Saved entries

#[cfg(test)]
mod tests {
    use super::*;
    use crate::application::error::StageError;
    use crate::application::gateway::GatewayError;
    use crate::application::testing::{
        fast_gateway, MemoryCallRepository, MemoryPromptRepository, ScriptedInference,
    };
    use callsight::{DomainCategoryPair, DomainError, PromptRecord};
    use serde_json::json;
    use std::sync::atomic::Ordering;

    struct Harness {
        inference: Arc<ScriptedInference>,
        prompts: Arc<MemoryPromptRepository>,
        calls: Arc<MemoryCallRepository>,
        knowledge: Arc<DomainKnowledge>,
        pipeline: TranscriptionPipeline<
            ScriptedInference,
            MemoryPromptRepository,
            MemoryCallRepository,
        >,
    }

    fn harness(inference: ScriptedInference) -> Harness {
        let inference = Arc::new(inference);
        let prompts = Arc::new(MemoryPromptRepository::seeded());
        let calls = Arc::new(MemoryCallRepository::new());
        let knowledge = Arc::new(DomainKnowledge::new());
        knowledge.seed(prompts.records().iter().map(PromptRecord::pair));
        let (writer, _handle) = PromptWriter::spawn(prompts.clone(), fast_gateway(), 8);
        let pipeline = TranscriptionPipeline::new(
            inference.clone(),
            prompts.clone(),
            calls.clone(),
            knowledge.clone(),
            writer,
            fast_gateway(),
            vec![1, 2],
        );
        Harness {
            inference,
            prompts,
            calls,
            knowledge,
            pipeline,
        }
    }

    fn audio() -> AudioPayload {
        AudioPayload::new(vec![0u8; 16], "audio/mpeg")
    }

    fn stage1(domain: &str, category: &str) -> String {
        json!({
            "transcription": "[00:00 - 00:04] Agent: How can I help?",
            "domain": domain,
            "category": category
        })
        .to_string()
    }

    fn tonal() -> String {
        json!({
            "overall_analysis": {"summary": "Visit booked", "overall_sentiment": "Positive", "overall_tone": "Friendly"},
            "key_tonal_shifts": []
        })
        .to_string()
    }

    fn stage2() -> String {
        json!({
            "domain_specific_data": {"appointment_date": "2024-05-02"},
            "general_metrics": {
                "section_1_name_extraction": {"agent_name": "Dana", "customer_name": "Lee"},
                "section_4_summary_of_conversation_in_brief": "Booked a visit."
            }
        })
        .to_string()
    }

    #[tokio::test]
    async fn test_known_pair_full_success() {
        let inference = ScriptedInference::new()
            .reply(stage1("healthcare", "appointment_scheduling"), 900, 120)
            .reply(tonal(), 700, 90)
            .reply(stage2(), 400, 80);
        let h = harness(inference);

        let result = h.pipeline.process("visit.mp3", audio()).await.unwrap();

        assert_eq!(result.domain, "healthcare");
        assert_eq!(result.category, "appointment_scheduling");
        assert_eq!(result.prompt_source, PromptSource::Cached);
        assert_eq!(
            result.domain_specific_data,
            json!({"appointment_date": "2024-05-02"})
        );
        assert!(result.extraction_error.is_none());
        assert!(result.persistence.domain_specific_saved);
        assert!(result.persistence.tonal_analysis_saved);
        assert_eq!(result.persistence.call_id, Some(1));
        assert_eq!(result.tonal_analysis["overall_analysis"]["overall_sentiment"], "Positive");
        assert!(result.tonal_error.is_none());
        assert_eq!(result.token_usage.tonal_analysis, TokenUsage::new(700, 90));
        assert_eq!(h.inference.calls(), 3);

        let stored = &h.calls.calls()[0];
        assert_eq!(stored.file_name, "visit.mp3");
        assert_eq!(stored.metadata.agent_name, "Dana");
        assert_eq!(stored.total_tokens, 1500);

        let tonal = &h.calls.tonal_analyses()[0];
        assert_eq!(tonal.call_id, Some(1));
        assert_eq!(tonal.tokens_input, 700);
    }

    #[tokio::test]
    async fn test_new_pair_generates_prompt() {
        let inference = ScriptedInference::new()
            .reply(stage1("retail", "return_request"), 900, 120)
            .reply(tonal(), 700, 90)
            .reply("Extract the order number and return reason.", 300, 40)
            .reply(stage2(), 400, 80);
        let h = harness(inference);
        let pair = DomainCategoryPair::new("retail", "return_request");

        let result = h.pipeline.process("return.wav", audio()).await.unwrap();

        assert_eq!(result.prompt_source, PromptSource::Generated);
        assert!(h.knowledge.is_known(&pair));
        assert_eq!(result.token_usage.prompt_generation, TokenUsage::new(300, 40));
        assert_eq!(result.token_usage.total, TokenUsage::new(1300, 200));

        let extraction_request = &h.inference.requests()[3];
        assert!(extraction_request
            .instructions
            .contains("Extract the order number and return reason."));

        // the writer runs detached; give it a moment to land
        for _ in 0..50 {
            if h.prompts.records().len() == 3 {
                break;
            }
            tokio::time::sleep(std::time::Duration::from_millis(5)).await;
        }
        assert_eq!(h.prompts.records()[2].pair(), pair);
    }

    #[tokio::test]
    async fn test_domain_specific_failure_is_partial() {
        let inference = ScriptedInference::new()
            .reply(stage1("insurance", "claim_inquiry"), 900, 120)
            .reply(tonal(), 700, 90)
            .reply(stage2(), 400, 80);
        let h = harness(inference);
        h.calls
            .fail_domain_specific_inserts
            .store(true, Ordering::SeqCst);

        let result = h.pipeline.process("claim.mp3", audio()).await.unwrap();

        assert_eq!(result.persistence.call_id, Some(1));
        assert!(!result.persistence.domain_specific_saved);
        assert!(result.persistence.error.is_some());
        assert!(!result.transcript.is_empty());
        assert_eq!(h.calls.calls().len(), 1);
    }

    #[tokio::test]
    async fn test_call_insert_failure_still_responds() {
        let inference = ScriptedInference::new()
            .reply(stage1("insurance", "claim_inquiry"), 900, 120)
            .reply(tonal(), 700, 90)
            .reply(stage2(), 400, 80);
        let h = harness(inference);
        h.calls.fail_call_inserts.store(true, Ordering::SeqCst);

        let result = h.pipeline.process("claim.mp3", audio()).await.unwrap();

        assert_eq!(result.persistence.call_id, None);
        assert!(!result.persistence.domain_specific_saved);
        assert!(result.persistence.error.is_some());
        assert_eq!(h.calls.call_attempts.load(Ordering::SeqCst), 1);
        assert_eq!(h.calls.domain_specific_attempts.load(Ordering::SeqCst), 0);
        assert!(h.calls.calls().is_empty());

        assert!(result.persistence.tonal_analysis_saved);
        assert_eq!(h.calls.tonal_analyses()[0].call_id, None);
    }

    #[tokio::test]
    async fn test_transcription_failure_aborts() {
        let inference =
            ScriptedInference::new().fail(DomainError::Validation("unsupported audio".into()));
        let h = harness(inference);

        let err = h.pipeline.process("noise.mp3", audio()).await.unwrap_err();

        assert_eq!(err.code(), "transcription_failed");
        assert_eq!(h.inference.calls(), 1);
        assert!(h.calls.calls().is_empty());
    }

    #[tokio::test]
    async fn test_transcription_retries_exhausted_aborts() {
        let inference = ScriptedInference::new()
            .fail(DomainError::Unavailable("503".into()))
            .fail(DomainError::Unavailable("503".into()))
            .fail(DomainError::Unavailable("503".into()));
        let h = harness(inference);

        let err = h.pipeline.process("noise.mp3", audio()).await.unwrap_err();

        assert!(matches!(
            err,
            PipelineError::Transcription(StageError::Gateway(GatewayError::Exhausted {
                attempts: 3,
                ..
            }))
        ));
        assert_eq!(h.inference.calls(), 3);
        assert!(h.calls.calls().is_empty());
        assert!(h.calls.tonal_analyses().is_empty());
    }

    #[tokio::test]
    async fn test_tonal_failure_degrades() {
        let inference = ScriptedInference::new()
            .reply(stage1("healthcare", "appointment_scheduling"), 900, 120)
            .fail(DomainError::Validation("audio too long".into()))
            .reply(stage2(), 400, 80);
        let h = harness(inference);

        let result = h.pipeline.process("visit.mp3", audio()).await.unwrap();

        assert_eq!(result.tonal_analysis, json!({}));
        assert!(result.tonal_error.is_some());
        assert!(!result.persistence.tonal_analysis_saved);
        assert!(h.calls.tonal_analyses().is_empty());
        assert_eq!(
            result.domain_specific_data,
            json!({"appointment_date": "2024-05-02"})
        );
        assert!(result.persistence.domain_specific_saved);
        assert_eq!(result.token_usage.total, TokenUsage::new(1300, 200));
    }

    #[tokio::test]
    async fn test_extraction_failure_degrades() {
        let inference = ScriptedInference::new()
            .reply(stage1("healthcare", "appointment_scheduling"), 900, 120)
            .reply(tonal(), 700, 90)
            .fail(DomainError::Validation("refused".into()));
        let h = harness(inference);

        let result = h.pipeline.process("visit.mp3", audio()).await.unwrap();

        assert_eq!(result.domain, "healthcare");
        assert!(!result.transcript.is_empty());
        assert_eq!(result.domain_specific_data, json!({}));
        assert_eq!(result.general_metrics, json!({}));
        assert!(result.extraction_error.is_some());
        assert!(result.persistence.domain_specific_saved);
        assert_eq!(h.calls.calls()[0].metadata.agent_name, "Not Available");
        assert_eq!(result.token_usage.total, TokenUsage::new(900, 120));
    }

    #[test]
    fn test_token_total_is_stage_sum() {
        for (a, b) in [((0, 0), (0, 0)), ((900, 120), (400, 80)), ((1, 2), (3, 4))] {
            let s1 = TokenUsage::new(a.0, a.1);
            let s2 = TokenUsage::new(b.0, b.1);
            let report = TokenReport::new(s1, s2, TokenUsage::new(50, 5), TokenUsage::new(70, 9));
            assert_eq!(report.total.input_tokens, s1.input_tokens + s2.input_tokens);
            assert_eq!(report.total.output_tokens, s1.output_tokens + s2.output_tokens);
        }
    }
}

▶ **EXERCISE DIRECTIONS**:
Would you give the number of lines above that hold "Dana"? Only the number is needed.

▶ **REPLY TO THE EXERCISE**:
2